When I finished, I left the bathroom, my cunt bare, and laid down before him as he asked. Then, he insisted that he'd nicked his lip when he'd shaved earlier in the day and couldn't possibly go down on me because the saltiness of my fluids would be too painful.

My next relationship started long distance and when we finally met in person, we headed to a hotel to spend the night together. A couple of hours into our play date, he said to me, "You're still nervous."

"What do you mean?" I asked.

"You still haven't told me what you want from me tonight," he said.

"I want oral sex," I told him.

Despite his previously insisting that he loves going down on a woman, he begged off. I was in my luteal phase and my cervical mucous was thick and creamy in texture. He couldn't possibly go down on me at this time of the month.
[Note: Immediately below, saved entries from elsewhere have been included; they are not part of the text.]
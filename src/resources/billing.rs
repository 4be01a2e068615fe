use crate::client::Client;
use crate::dispatch::RequestDescriptor;
use crate::error::Error;
use crate::types::BillingInfo;

/// `client.billing()`
pub struct Billing<'a> {
    client: &'a Client,
}

impl<'a> Billing<'a> {
    pub(crate) fn new(client: &'a Client) -> Self {
        Self { client }
    }

    /// Current balance of the account behind the API key.
    pub async fn info(&self) -> Result<BillingInfo, Error> {
        self.client
            .call(RequestDescriptor::get("/billing"), "billing info")
            .await
    }
}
I was not safe with this man. When he asked me if he could fuck me I had a panic attack and sought to get as far away from him as I could - not an easy feat in a hotel room bed when he was above me, his 6'4", 250lb frame covering mine.

Once he'd calmed my fears, I allowed him to handcuff, shackle, spank me, and use an anal plug on me while stroking my cunt and hammering my g-spot with his fingers. But I knew I'd never be able to have sex with him.
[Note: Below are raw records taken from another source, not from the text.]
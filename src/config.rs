//! Transport configuration and its resolution from options and environment.

use crate::error::Error;
use secrecy::{ExposeSecret, SecretString};
use std::time::Duration;
use url::Url;

/// Environment variable holding the API key.
pub const API_KEY_ENV: &str = "AI_RELAY_API_KEY";
/// Environment variable overriding the base URL.
pub const BASE_URL_ENV: &str = "AI_RELAY_BASE_URL";

/// Resolved, validated settings every request is sent with.
///
/// Immutable once built; the client shares it behind an `Arc`.
#[derive(Debug, Clone)]
pub struct TransportConfig {
    pub(crate) base_url: String,
    pub(crate) api_key: SecretString,
    pub(crate) timeout: Duration,
    pub(crate) max_retries: u32,
}

impl TransportConfig {
    pub const DEFAULT_BASE_URL: &'static str = "https://api.ai-relay.dev/v1";
    pub const DEFAULT_TIMEOUT: Duration = Duration::from_millis(120_000);
    pub const DEFAULT_MAX_RETRIES: u32 = 2;

    /// Base URL without a trailing slash.
    pub fn base_url(&self) -> &str {
        &self.base_url
    }

    /// Per-attempt timeout.
    pub fn timeout(&self) -> Duration {
        self.timeout
    }

    /// Retries allowed after the first attempt.
    pub fn max_retries(&self) -> u32 {
        self.max_retries
    }

    pub(crate) fn api_key(&self) -> &str {
        self.api_key.expose_secret()
    }

    /// Absolute URL for a server-relative path.
    pub(crate) fn url(&self, path: &str) -> String {
        format!("{}{}", self.base_url, path)
    }
}

/// Unresolved settings as given to the builder.
#[derive(Debug, Default, Clone)]
pub(crate) struct ConfigOptions {
    pub api_key: Option<String>,
    pub base_url: Option<String>,
    pub timeout: Option<Duration>,
    pub max_retries: Option<u32>,
}

impl ConfigOptions {
    /// Resolve against the process environment.
    pub fn resolve(self) -> Result<TransportConfig, Error> {
        self.resolve_with(|name| std::env::var(name).ok())
    }

    /// Resolve with a custom variable lookup. Explicit options win over the
    /// environment, which wins over defaults.
    pub fn resolve_with<F>(self, lookup: F) -> Result<TransportConfig, Error>
    where
        F: Fn(&str) -> Option<String>,
    {
        let api_key = self
            .api_key
            .or_else(|| lookup(API_KEY_ENV))
            .filter(|key| !key.trim().is_empty())
            .ok_or_else(|| {
                Error::config(format!(
                    "missing API key: pass one to the builder or set {API_KEY_ENV}"
                ))
            })?;
        if api_key.chars().any(|c| c.is_control()) {
            return Err(Error::config("API key contains control characters"));
        }

        let base_url = self
            .base_url
            .or_else(|| lookup(BASE_URL_ENV))
            .unwrap_or_else(|| TransportConfig::DEFAULT_BASE_URL.to_string());
        let base_url = validate_base_url(&base_url)?;

        let timeout = self.timeout.unwrap_or(TransportConfig::DEFAULT_TIMEOUT);
        if timeout.is_zero() {
            return Err(Error::config("timeout must be greater than zero"));
        }

        Ok(TransportConfig {
            base_url,
            api_key: SecretString::new(api_key),
            timeout,
            max_retries: self
                .max_retries
                .unwrap_or(TransportConfig::DEFAULT_MAX_RETRIES),
        })
    }
}

/// Require HTTPS, allowing plain HTTP only for the loopback host.
fn validate_base_url(raw: &str) -> Result<String, Error> {
    let url = Url::parse(raw).map_err(|e| Error::config(format!("invalid base URL {raw:?}: {e}")))?;

    match url.scheme() {
        "https" => {}
        "http" if matches!(url.host_str(), Some("localhost" | "127.0.0.1")) => {}
        scheme => {
            return Err(Error::config(format!(
                "base URL must use https (http is allowed for localhost only), got {scheme}://"
            )))
        }
    }

    Ok(raw.trim_end_matches('/').to_string())
}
I knew I'd probably never have sex again. And I knew that no matter what happened, no matter whom I might happen to meet, no matter what man might enter my life, and no matter where any of my potential future relationships might lead, I knew I would never again ask a man to go down on me, no matter what. I couldn't do it.

And then I met Doc. And he is more than I ever could have hoped for in a boyfriend and he is the single most amazing lover in the history of humankind. And I can't ask him to go down on me.
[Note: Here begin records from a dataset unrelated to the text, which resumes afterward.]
//! Embeddings, model listing and billing, with typed error handling.
//!
//! Run with: AI_RELAY_API_KEY=... cargo run --example embeddings

use ai_relay_sdk::{Client, EmbeddingRequest, Error};
use tracing_subscriber::EnvFilter;

#[tokio::main]
async fn main() -> anyhow::Result<()> {
    tracing_subscriber::fmt()
        .with_env_filter(EnvFilter::from_default_env())
        .init();

    let client = Client::from_env()?;

    let models = client.models().list().await?;
    for model in &models.data {
        println!("model: {}", model.id);
    }

    let request = EmbeddingRequest::new(
        "relay-embed",
        vec!["ownership".to_string(), "borrowing".to_string()],
    );
    match client.embeddings().create(&request).await {
        Ok(response) => {
            for item in &response.data {
                println!("#{}: {} dimensions", item.index, item.embedding.len());
            }
        }
        Err(Error::RateLimited { retry_after, .. }) => {
            println!("rate limited, retry after {:?}", retry_after);
        }
        Err(Error::InsufficientCredits { .. }) => {
            let billing = client.billing().info().await?;
            println!("out of credits, balance: {:?}", billing.balance);
        }
        Err(e) => return Err(e.into()),
    }

    Ok(())
}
He wants to go down on me. He loves to go down on me. And he's told me he wants me to be comfortable asking him to meet my needs.

After he went down on me the first time and I explained that while I am happy to allow him to go down on me I will never be able to ask him for it, I decided that just maybe if I tried one more time and it went well, I would be okay. So I asked him if he wanted me to ask for what I wanted.

"Yes," he said to me. "Because you deserve to ask and you deserve to be told 'yes'."

So, I took a deep breath and said, "Will you...?" It was all I could get out.

"Yes, he said, moving down my body and his head between my thighs.

But I couldn't do it again. Every time I'd try, I'd panic. I'd try to ask, but I couldn't get the words out and as tears would threaten to spoil the moment, I'd focus on something else rather than ask Doc for what I wanted.

Finally, one night I screwed up my courage and decided I'd just do it. I would ask. I wanted it and I knew if I asked, he would do it. He kissed my mouth slowly. I pulled away and took a deep breath. Then, I went back to kissing him. I repeated this ate least three times.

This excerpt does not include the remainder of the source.